Dataset entries:
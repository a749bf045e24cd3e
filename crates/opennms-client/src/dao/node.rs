//! Node lookups and graph assembly
//!
//! [`NodeDao`] reads nodes and their SNMP interfaces, IP interfaces and
//! monitored services from the `rest/nodes` resource. [`NodeDao::fetch`]
//! assembles a complete node graph with every child linked back to its
//! parent.

use super::envelope::unwrap_collection;
use super::mapper;
use crate::common::query::Filter;
use crate::common::RequestOptions;
use crate::error::OnmsError;
use crate::http_trait::OnmsHttp;
use crate::models::{IpInterface, MonitoredService, Node, ParentRef, SnmpInterface};
use futures::future::try_join_all;
use serde_json::Value;
use std::net::IpAddr;
use std::sync::Arc;
use tracing::debug;

/// Node reference accepted by the sub-resource lookups
#[derive(Debug, Clone, Copy)]
pub enum NodeKey<'a> {
    ById(u64),
    ByEntity(&'a Node),
}

impl NodeKey<'_> {
    pub fn id(self) -> u64 {
        match self {
            NodeKey::ById(id) => id,
            NodeKey::ByEntity(node) => node.id(),
        }
    }
}

impl From<u64> for NodeKey<'_> {
    fn from(id: u64) -> Self {
        NodeKey::ById(id)
    }
}

impl<'a> From<&'a Node> for NodeKey<'a> {
    fn from(node: &'a Node) -> Self {
        NodeKey::ByEntity(node)
    }
}

/// IP interface reference accepted by [`NodeDao::services`]
#[derive(Debug, Clone, Copy)]
pub enum InterfaceKey<'a> {
    ByAddress(IpAddr),
    ByEntity(&'a IpInterface),
}

impl InterfaceKey<'_> {
    pub fn address(self) -> IpAddr {
        match self {
            InterfaceKey::ByAddress(address) => address,
            InterfaceKey::ByEntity(iface) => iface.ip_address,
        }
    }
}

impl From<IpAddr> for InterfaceKey<'_> {
    fn from(address: IpAddr) -> Self {
        InterfaceKey::ByAddress(address)
    }
}

impl<'a> From<&'a IpInterface> for InterfaceKey<'a> {
    fn from(iface: &'a IpInterface) -> Self {
        InterfaceKey::ByEntity(iface)
    }
}

/// Data access for nodes
#[derive(Clone)]
pub struct NodeDao {
    http: Arc<dyn OnmsHttp>,
}

impl std::fmt::Debug for NodeDao {
    fn fmt(&self, f: &mut std::fmt::Formatter<'_>) -> std::fmt::Result {
        f.debug_struct("NodeDao")
            .field("base_url", &self.http.base_url())
            .finish()
    }
}

impl NodeDao {
    pub fn new(http: Arc<dyn OnmsHttp>) -> Self {
        Self { http }
    }

    fn options(filter: Option<&Filter>) -> RequestOptions {
        RequestOptions::json().with_filter(filter)
    }

    async fn get_json(&self, path: &str, filter: Option<&Filter>) -> Result<Value, OnmsError> {
        self.http.get(path, &Self::options(filter)).await?.into_json()
    }

    /// Get a node by ID, optionally with its full interface/service graph
    pub async fn get(&self, id: u64, recurse: bool) -> Result<Arc<Node>, OnmsError> {
        debug!("Getting node {} (recurse: {})", id, recurse);
        let body = self.get_json(&format!("rest/nodes/{id}"), None).await?;
        let node = mapper::node(&body)?;
        if recurse {
            self.fetch(node).await
        } else {
            Ok(Arc::new(node))
        }
    }

    /// Find nodes matching an optional filter
    pub async fn find(&self, filter: Option<&Filter>) -> Result<Vec<Node>, OnmsError> {
        debug!("Finding nodes (filter: {:?})", filter.map(Filter::params));
        let body = self.get_json("rest/nodes", filter).await?;
        unwrap_collection(body, "node")?
            .iter()
            .map(mapper::node)
            .collect()
    }

    /// Load every child of `node` and link it back to its parent
    ///
    /// SNMP interfaces and IP interfaces are fetched in that order, then the
    /// services of every IP interface concurrently. Nothing is linked until
    /// every fetch has succeeded; the first failure aborts the assembly.
    pub async fn fetch(&self, node: Node) -> Result<Arc<Node>, OnmsError> {
        let key = NodeKey::ById(node.id());
        debug!("Assembling node {}", key.id());

        let snmp_interfaces = self.snmp_interfaces(key, None).await?;
        let ip_interfaces = self.ip_interfaces(key, None).await?;
        let services = try_join_all(
            ip_interfaces
                .iter()
                .map(|iface| self.services(key, InterfaceKey::ByEntity(iface), None)),
        )
        .await?;

        let ip_interfaces = ip_interfaces.into_iter().zip(services).collect();
        Ok(link_graph(node, snmp_interfaces, ip_interfaces))
    }

    /// SNMP interfaces of a node
    pub async fn snmp_interfaces(
        &self,
        node: NodeKey<'_>,
        filter: Option<&Filter>,
    ) -> Result<Vec<SnmpInterface>, OnmsError> {
        let path = format!("rest/nodes/{}/snmpinterfaces", node.id());
        debug!("Listing SNMP interfaces: {}", path);
        let body = self.get_json(&path, filter).await?;
        unwrap_collection(body, "snmpInterface")?
            .iter()
            .map(mapper::snmp_interface)
            .collect()
    }

    /// IP interfaces of a node
    pub async fn ip_interfaces(
        &self,
        node: NodeKey<'_>,
        filter: Option<&Filter>,
    ) -> Result<Vec<IpInterface>, OnmsError> {
        let path = format!("rest/nodes/{}/ipinterfaces", node.id());
        debug!("Listing IP interfaces: {}", path);
        let body = self.get_json(&path, filter).await?;
        unwrap_collection(body, "ipInterface")?
            .iter()
            .map(mapper::ip_interface)
            .collect()
    }

    /// Monitored services of one IP interface of a node
    pub async fn services(
        &self,
        node: NodeKey<'_>,
        iface: InterfaceKey<'_>,
        filter: Option<&Filter>,
    ) -> Result<Vec<MonitoredService>, OnmsError> {
        let address = iface.address().to_string();
        let path = format!(
            "rest/nodes/{}/ipinterfaces/{}/services",
            node.id(),
            urlencoding::encode(&address)
        );
        debug!("Listing services: {}", path);
        let body = self.get_json(&path, filter).await?;
        unwrap_collection(body, "service")?
            .iter()
            .map(mapper::monitored_service)
            .collect()
    }
}

fn link_graph(
    mut node: Node,
    snmp_interfaces: Vec<SnmpInterface>,
    ip_interfaces: Vec<(IpInterface, Vec<MonitoredService>)>,
) -> Arc<Node> {
    Arc::new_cyclic(|node_ref| {
        node.snmp_interfaces = snmp_interfaces
            .into_iter()
            .map(|mut iface| {
                iface.node = ParentRef::linked(node_ref);
                iface
            })
            .collect();

        node.ip_interfaces = ip_interfaces
            .into_iter()
            .map(|(mut iface, services)| {
                iface.node = ParentRef::linked(node_ref);
                Arc::new_cyclic(|iface_ref| {
                    iface.services = services
                        .into_iter()
                        .map(|mut service| {
                            service.node = ParentRef::linked(node_ref);
                            service.ip_interface = ParentRef::linked(iface_ref);
                            service
                        })
                        .collect();
                    iface
                })
            })
            .collect();

        node
    })
}

#[cfg(test)]
mod tests {
    use super::*;
    use crate::mock::helpers::*;
    use crate::mock::MockOnmsHttp;
    use serde_json::json;

    fn dao(mock: &MockOnmsHttp) -> NodeDao {
        NodeDao::new(Arc::new(mock.clone()))
    }

    fn mock_node_210() -> MockOnmsHttp {
        let mock = MockOnmsHttp::new("http://localhost:8980/opennms/");
        mock.respond_json("rest/nodes/210", node_record(210, "router-210"))
            .respond_json(
                "rest/nodes/210/snmpinterfaces",
                envelope(
                    "snmpInterface",
                    vec![snmp_interface_record(1, 1), snmp_interface_record(2, 2)],
                ),
            )
            .respond_json(
                "rest/nodes/210/ipinterfaces",
                envelope(
                    "ipInterface",
                    vec![
                        ip_interface_record(10, "192.168.0.1"),
                        ip_interface_record(11, "10.0.0.1"),
                    ],
                ),
            )
            .respond_json(
                "rest/nodes/210/ipinterfaces/192.168.0.1/services",
                envelope("service", vec![service_record(100, "ICMP"), service_record(101, "SNMP")]),
            )
            .respond_json(
                "rest/nodes/210/ipinterfaces/10.0.0.1/services",
                envelope("service", vec![service_record(102, "HTTP")]),
            );
        mock
    }

    #[tokio::test]
    async fn test_get_without_recurse() {
        let mock = mock_node_210();
        let node = dao(&mock).get(210, false).await.unwrap();

        assert_eq!(node.id(), 210);
        assert_eq!(node.label.as_deref(), Some("router-210"));
        assert!(node.snmp_interfaces.is_empty());
        assert!(node.ip_interfaces.is_empty());
        assert_eq!(mock.requested_paths(), vec!["rest/nodes/210"]);
    }

    #[tokio::test]
    async fn test_recursive_get_links_every_child_to_root() {
        let mock = mock_node_210();
        let node = dao(&mock).get(210, true).await.unwrap();

        assert_eq!(node.snmp_interfaces.len() + node.ip_interfaces.len(), 4);
        for iface in &node.snmp_interfaces {
            assert!(iface.node.points_to(&node));
        }
        for iface in &node.ip_interfaces {
            assert!(iface.node.points_to(&node));
            for service in &iface.services {
                assert!(service.node.points_to(&node));
                assert!(service.ip_interface.points_to(iface));
            }
        }

        let first = node.ip_interface("192.168.0.1".parse().unwrap()).unwrap();
        assert_eq!(first.services.len(), 2);
        assert_eq!(
            first.services[0].service_type.as_ref().and_then(|t| t.name.as_deref()),
            Some("ICMP")
        );
        let parent = first.node.get().unwrap();
        assert!(Arc::ptr_eq(&parent, &node));
    }

    #[tokio::test]
    async fn test_assembly_order() {
        let mock = mock_node_210();
        dao(&mock).get(210, true).await.unwrap();

        let paths = mock.requested_paths();
        assert_eq!(paths.len(), 5);
        assert_eq!(paths[0], "rest/nodes/210");
        assert_eq!(paths[1], "rest/nodes/210/snmpinterfaces");
        assert_eq!(paths[2], "rest/nodes/210/ipinterfaces");
        let mut service_paths = paths[3..].to_vec();
        service_paths.sort();
        assert_eq!(
            service_paths,
            vec![
                "rest/nodes/210/ipinterfaces/10.0.0.1/services",
                "rest/nodes/210/ipinterfaces/192.168.0.1/services",
            ]
        );
    }

    #[tokio::test]
    async fn test_failed_sub_fetch_aborts_assembly() {
        let mock = mock_node_210();
        mock.respond_status("rest/nodes/210/ipinterfaces/10.0.0.1/services", 500, "boom");

        let err = dao(&mock).get(210, true).await.unwrap_err();
        assert!(err.is_transport());
        assert_eq!(err.status(), Some(500));
    }

    #[tokio::test]
    async fn test_unknown_code_in_child_aborts_assembly() {
        let mock = mock_node_210();
        mock.respond_json(
            "rest/nodes/210/snmpinterfaces",
            envelope("snmpInterface", vec![json!({"id": 1, "ifOperStatus": 99})]),
        );

        let err = dao(&mock).get(210, true).await.unwrap_err();
        assert!(matches!(err, OnmsError::UnknownEnumerationCode { .. }));
    }

    #[tokio::test]
    async fn test_find_handles_every_envelope_shape() {
        let mock = MockOnmsHttp::new("http://localhost:8980/opennms/");
        let nodes = dao(&mock);

        mock.respond_json("rest/nodes", json!({"count": 0, "totalCount": 0}));
        assert!(nodes.find(None).await.unwrap().is_empty());

        mock.respond_json("rest/nodes", envelope("node", vec![node_record(1, "only")]));
        let found = nodes.find(None).await.unwrap();
        assert_eq!(found.len(), 1);
        assert_eq!(found[0].label.as_deref(), Some("only"));

        mock.respond_json(
            "rest/nodes",
            array_envelope("node", vec![node_record(1, "a"), node_record(2, "b"), node_record(3, "c")]),
        );
        let ids: Vec<u64> = nodes.find(None).await.unwrap().iter().map(Node::id).collect();
        assert_eq!(ids, vec![1, 2, 3]);
    }

    #[tokio::test]
    async fn test_filter_is_passed_through() {
        let mock = MockOnmsHttp::new("http://localhost:8980/opennms/");
        mock.respond_json("rest/nodes", envelope("node", vec![]));

        let filter = Filter::new().param("label", "router").limit(5);
        dao(&mock).find(Some(&filter)).await.unwrap();

        let requests = mock.requests();
        assert_eq!(requests[0].filter.as_ref(), Some(&filter));
    }

    #[tokio::test]
    async fn test_node_and_interface_keys() {
        let mock = mock_node_210();
        let nodes = dao(&mock);
        let node = Node::new(210);
        let iface = IpInterface::new(10, "192.168.0.1".parse().unwrap());

        let by_id = nodes
            .services(NodeKey::ById(210), InterfaceKey::ByAddress(iface.ip_address), None)
            .await
            .unwrap();
        let by_entity = nodes
            .services(NodeKey::ByEntity(&node), InterfaceKey::ByEntity(&iface), None)
            .await
            .unwrap();
        assert_eq!(by_id, by_entity);
        assert!(by_id.iter().all(|s| !s.node.is_loaded()));
    }

    #[tokio::test]
    async fn test_ipv6_interface_path_is_encoded() {
        let mock = MockOnmsHttp::new("http://localhost:8980/opennms/");
        mock.respond_json("rest/nodes/1/ipinterfaces/fe80%3A%3A1/services", envelope("service", vec![]));

        let services = dao(&mock)
            .services(NodeKey::ById(1), InterfaceKey::ByAddress("fe80::1".parse().unwrap()), None)
            .await
            .unwrap();
        assert!(services.is_empty());
    }
}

Task description:
The expected output is exactly the lines of the listing above between the line holding "assert!(node.snmp_interfaces.is_empty());" and the line holding "async fn test_recursive_get_links_every_child_to_root()", inclusive.

Task answer:
        assert!(node.snmp_interfaces.is_empty());
        assert!(node.ip_interfaces.is_empty());
        assert_eq!(mock.requested_paths(), vec!["rest/nodes/210"]);
    }

    #[tokio::test]
    async fn test_recursive_get_links_every_child_to_root() {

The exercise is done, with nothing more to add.